▸ Work instructions: Show each line of the listing in which the word "outcomes" occurs.

▸ Information supplied:
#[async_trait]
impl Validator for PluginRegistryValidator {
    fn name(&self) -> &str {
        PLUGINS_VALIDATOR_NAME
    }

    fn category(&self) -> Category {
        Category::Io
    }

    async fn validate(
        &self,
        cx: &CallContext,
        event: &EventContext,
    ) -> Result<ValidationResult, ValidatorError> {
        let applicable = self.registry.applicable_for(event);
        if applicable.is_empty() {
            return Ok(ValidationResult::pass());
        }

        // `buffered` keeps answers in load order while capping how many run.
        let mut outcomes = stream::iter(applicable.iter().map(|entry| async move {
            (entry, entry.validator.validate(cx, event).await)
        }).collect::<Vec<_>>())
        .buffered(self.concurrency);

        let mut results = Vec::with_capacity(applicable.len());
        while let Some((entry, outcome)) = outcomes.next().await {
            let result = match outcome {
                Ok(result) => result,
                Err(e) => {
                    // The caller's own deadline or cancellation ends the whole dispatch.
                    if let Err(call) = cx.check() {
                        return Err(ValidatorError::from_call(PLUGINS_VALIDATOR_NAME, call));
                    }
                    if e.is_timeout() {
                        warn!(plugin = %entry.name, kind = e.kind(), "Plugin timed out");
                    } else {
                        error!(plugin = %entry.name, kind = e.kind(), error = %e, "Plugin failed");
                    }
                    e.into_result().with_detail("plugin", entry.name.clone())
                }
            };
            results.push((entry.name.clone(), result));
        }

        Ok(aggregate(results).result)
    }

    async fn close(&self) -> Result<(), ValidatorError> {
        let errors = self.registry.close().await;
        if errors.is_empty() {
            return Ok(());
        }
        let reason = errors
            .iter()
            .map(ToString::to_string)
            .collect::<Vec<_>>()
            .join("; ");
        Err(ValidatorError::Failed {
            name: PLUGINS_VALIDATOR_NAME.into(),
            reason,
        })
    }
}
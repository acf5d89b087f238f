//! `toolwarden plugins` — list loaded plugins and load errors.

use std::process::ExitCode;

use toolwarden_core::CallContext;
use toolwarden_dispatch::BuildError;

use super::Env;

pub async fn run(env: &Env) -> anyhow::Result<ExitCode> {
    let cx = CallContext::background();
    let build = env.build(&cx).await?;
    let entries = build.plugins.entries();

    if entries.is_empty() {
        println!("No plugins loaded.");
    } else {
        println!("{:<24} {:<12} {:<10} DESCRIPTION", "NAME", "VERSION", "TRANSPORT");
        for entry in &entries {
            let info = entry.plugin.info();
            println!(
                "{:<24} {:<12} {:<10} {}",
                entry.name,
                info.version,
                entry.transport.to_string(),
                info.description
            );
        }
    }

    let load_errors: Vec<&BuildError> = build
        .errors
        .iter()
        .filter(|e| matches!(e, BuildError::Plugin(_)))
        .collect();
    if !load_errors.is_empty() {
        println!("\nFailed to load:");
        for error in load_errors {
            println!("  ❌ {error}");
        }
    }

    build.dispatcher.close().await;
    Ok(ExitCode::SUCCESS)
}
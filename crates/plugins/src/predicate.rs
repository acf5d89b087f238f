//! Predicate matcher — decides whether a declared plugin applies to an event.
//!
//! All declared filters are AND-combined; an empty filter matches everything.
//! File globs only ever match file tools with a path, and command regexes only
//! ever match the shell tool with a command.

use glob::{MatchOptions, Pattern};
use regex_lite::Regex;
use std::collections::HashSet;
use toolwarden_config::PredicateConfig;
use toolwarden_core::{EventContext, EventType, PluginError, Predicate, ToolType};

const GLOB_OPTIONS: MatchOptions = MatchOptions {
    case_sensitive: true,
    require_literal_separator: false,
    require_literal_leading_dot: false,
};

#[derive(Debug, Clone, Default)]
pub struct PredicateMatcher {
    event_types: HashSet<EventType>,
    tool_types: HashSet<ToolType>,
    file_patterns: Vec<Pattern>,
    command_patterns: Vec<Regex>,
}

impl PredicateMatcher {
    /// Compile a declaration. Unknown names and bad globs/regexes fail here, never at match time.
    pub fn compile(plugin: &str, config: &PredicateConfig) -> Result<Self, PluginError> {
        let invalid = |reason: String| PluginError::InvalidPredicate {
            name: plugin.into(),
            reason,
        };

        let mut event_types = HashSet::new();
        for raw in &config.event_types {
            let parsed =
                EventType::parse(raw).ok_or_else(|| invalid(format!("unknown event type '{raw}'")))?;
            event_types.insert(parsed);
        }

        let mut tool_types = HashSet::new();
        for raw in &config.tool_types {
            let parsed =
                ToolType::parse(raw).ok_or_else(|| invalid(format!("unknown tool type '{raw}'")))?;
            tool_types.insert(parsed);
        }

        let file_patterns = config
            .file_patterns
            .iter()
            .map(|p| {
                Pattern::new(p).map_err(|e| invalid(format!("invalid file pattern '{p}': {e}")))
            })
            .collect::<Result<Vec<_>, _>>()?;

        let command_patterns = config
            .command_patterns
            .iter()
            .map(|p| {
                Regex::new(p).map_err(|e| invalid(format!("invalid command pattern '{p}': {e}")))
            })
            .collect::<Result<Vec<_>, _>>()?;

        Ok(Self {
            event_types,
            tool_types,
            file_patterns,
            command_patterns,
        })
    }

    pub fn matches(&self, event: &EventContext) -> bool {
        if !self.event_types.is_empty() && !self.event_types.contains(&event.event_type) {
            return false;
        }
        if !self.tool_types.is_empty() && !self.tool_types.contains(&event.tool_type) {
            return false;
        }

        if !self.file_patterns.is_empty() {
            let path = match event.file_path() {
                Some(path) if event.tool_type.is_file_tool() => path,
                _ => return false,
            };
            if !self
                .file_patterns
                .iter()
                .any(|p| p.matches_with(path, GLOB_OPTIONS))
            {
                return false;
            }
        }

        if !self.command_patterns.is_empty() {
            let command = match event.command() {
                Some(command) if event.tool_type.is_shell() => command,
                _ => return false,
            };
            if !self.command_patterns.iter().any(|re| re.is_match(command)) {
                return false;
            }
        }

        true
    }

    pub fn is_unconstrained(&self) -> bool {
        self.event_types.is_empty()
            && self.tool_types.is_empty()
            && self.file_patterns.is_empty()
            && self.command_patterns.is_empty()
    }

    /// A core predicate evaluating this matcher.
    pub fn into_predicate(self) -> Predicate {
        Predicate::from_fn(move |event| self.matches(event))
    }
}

▸ Expected answer:
        let mut outcomes = stream::iter(applicable.iter().map(|entry| async move {
        while let Some((entry, outcome)) = outcomes.next().await {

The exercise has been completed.